Afterwards they lay together. Unlike when Ambler had made love with his wife he and his lover often began to talk immediately, right after they had caught their breath.
Today, though, he kissed her forehead, whispered, "Darling," and then they lay with their own thoughts for five minutes, half dozing.
"He's still here, I heard," Ambler said casually.
"Who?"
"That man from the movie company."
"I heard."
"What do you suppose he wants?"
"Taking time off after his accident, I suppose."
Ambler asked, "They aren't going to make the movie here, after all?"
"Why don't you like him?"
Why do you say I don't like him? But Ambler didn't say that. He said, "Look what happened. With the drugs and everything."
"Wasn't his fault."
"Movie people."
"Are just like everybody else," she countered.
"You're glad he's staying, aren't you?"
"Wex, what's this all about?"
"Drugs and-"
She said, "You take it on your shoulders to be the moral protector of the town and you scare all these people into thinking that the big bad world is going to gobble them up alive."
That made him nervous.
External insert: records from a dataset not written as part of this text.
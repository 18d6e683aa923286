//! Authentication flows: password and passkey login, backup-code MFA,
//! idempotent logout.

use chrono::{DateTime, Utc};
use hub_core::error::AppError;
use uuid::Uuid;

use crate::models::{
    AuditAction, AuditLogEntry, AuditSeverity, Person, PersonResponse,
};
use crate::utils::password::{verify_password, Password, PasswordHashString};

use super::{
    AuditService, CredentialService, Database, ServiceError, SessionService,
    SuspiciousLoginService,
};

/// Successful login: the person, the plain session token (shown once) and
/// its expiry.
#[derive(Debug)]
pub struct LoginOutcome {
    pub person: PersonResponse,
    pub session_id: Uuid,
    pub session_token: String,
    pub expires_at_utc: DateTime<Utc>,
    pub suspicious: bool,
}

#[derive(Clone)]
pub struct AuthService {
    db: Database,
    sessions: SessionService,
    credentials: CredentialService,
    suspicious: SuspiciousLoginService,
    audit: AuditService,
}

impl AuthService {
    pub fn new(
        db: Database,
        sessions: SessionService,
        credentials: CredentialService,
        suspicious: SuspiciousLoginService,
        audit: AuditService,
    ) -> Self {
        Self {
            db,
            sessions,
            credentials,
            suspicious,
            audit,
        }
    }

    /// Login with email and password.
    pub async fn login_password(
        &self,
        email: &str,
        password: &str,
        ip_address: Option<String>,
        user_agent: Option<String>,
    ) -> Result<LoginOutcome, AppError> {
        let account = self
            .db
            .find_account_by_email(email)
            .await?
            .ok_or(ServiceError::InvalidCredentials)?;

        let presented = Password::new(password.to_string());
        let stored = PasswordHashString::new(account.password_hash_text.clone());
        if verify_password(&presented, &stored).is_err() {
            self.audit.record(
                AuditLogEntry::system_action(AuditAction::LoginFailed, None, None)
                    .failed(AuditSeverity::Warning)
                    .with_metadata(serde_json::json!({ "email": email }))
                    .with_request_context(ip_address, user_agent, None),
            );
            return Err(ServiceError::InvalidCredentials.into());
        }

        let person = self.load_active_person(account.person_id).await?;
        self.open_session(person, ip_address, user_agent).await
    }

    /// Login with a passkey assertion that the platform already verified;
    /// this path enforces the counter replay defense and opens the session.
    pub async fn login_passkey(
        &self,
        credential_id: &str,
        presented_counter: i64,
        ip_address: Option<String>,
        user_agent: Option<String>,
    ) -> Result<LoginOutcome, AppError> {
        let credential = self
            .credentials
            .authenticate_passkey(credential_id, presented_counter)
            .await?;

        let person = self.load_active_person(credential.person_id).await?;
        self.open_session(person, ip_address, user_agent).await
    }

    /// Second-factor check with a single-use backup code.
    pub async fn verify_backup_code(
        &self,
        person_id: Uuid,
        code: &str,
    ) -> Result<(), AppError> {
        self.credentials.verify_backup_code(person_id, code).await
    }

    /// Logout: revoke the presented session. Idempotent: an unknown or
    /// already-revoked token is a successful no-op.
    pub async fn logout(&self, token: &str) -> Result<(), AppError> {
        if let Some(person_id) = self.sessions.revoke_by_token(token).await? {
            self.audit.record(AuditLogEntry::user_action(
                person_id,
                AuditAction::Logout,
                Some("sessao".to_string()),
                None,
            ));
        }
        Ok(())
    }

    async fn load_active_person(&self, person_id: Uuid) -> Result<Person, AppError> {
        let person = self
            .db
            .find_person_by_id(person_id)
            .await?
            .filter(|p| p.is_active())
            .ok_or(ServiceError::InvalidCredentials)?;
        Ok(person)
    }

    async fn open_session(
        &self,
        person: Person,
        ip_address: Option<String>,
        user_agent: Option<String>,
    ) -> Result<LoginOutcome, AppError> {
        // Assess against history before this login lands in it.
        let verdict = self
            .suspicious
            .inspect_login(&person, ip_address.clone(), user_agent.clone())
            .await;

        let (session, token) = self
            .sessions
            .open(person.person_id, ip_address.clone(), user_agent.clone())
            .await?;

        self.audit.record(
            AuditLogEntry::user_action(
                person.person_id,
                AuditAction::LoginSucceeded,
                Some("sessao".to_string()),
                Some(session.session_id),
            )
            .with_request_context(ip_address, user_agent, Some(session.session_id)),
        );

        Ok(LoginOutcome {
            person: person.into(),
            session_id: session.session_id,
            session_token: token,
            expires_at_utc: session.expires_at_utc,
            suspicious: verdict.suspicious(),
        })
    }
}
He considered. No, there was no way she could know about what Mark had done. She wouldn't be here if she suspected that. He said, "You give me more credit than I deserve."
"You bully people."
"As if I could bully the whole town of Cleary." After a moment, he said, "Did you talk to him about a job?"
"No."
"Would you?"
"I considered it. I thought-"
He scoffed. "You thought you'd be Lana Turner."
"I'm wasted here. My life is wasted. I should…"
"You should what?" he asked, edging back toward desperation.
"Nothing."
"You're life's not wasted at all."
"I feel like I'm just drifting."
"How can you say that? You've made my life something wonderful."
The lines fell like a lead sinker. She squeezed his shoulder but he was glad for the darkness. His face burned with embarrassment.
He asked, "Have you ever thought about moving?"
A pause. "I've thought about it."
"You'd just leave, without talking to me about it?"
"Don't put words in my mouth. I didn't say that. I've got a lot of possibilities."
"Some of them involve me, some of them don't. I see."
"Wex." There was a bony edge to her voice. Ambler didn't believe he'd heard this sound before.
He wondered if they were going to have their first serious argument. That would be very bad-in light of what he was planning to tell her.
She continued, "Don't disrupt things. Between us, I mean."
"Is something wrong?"
"No, nothing's wrong. What do you mean?"
This was sounding like the conversations he used to have with his wife. Before he fell out of love with her.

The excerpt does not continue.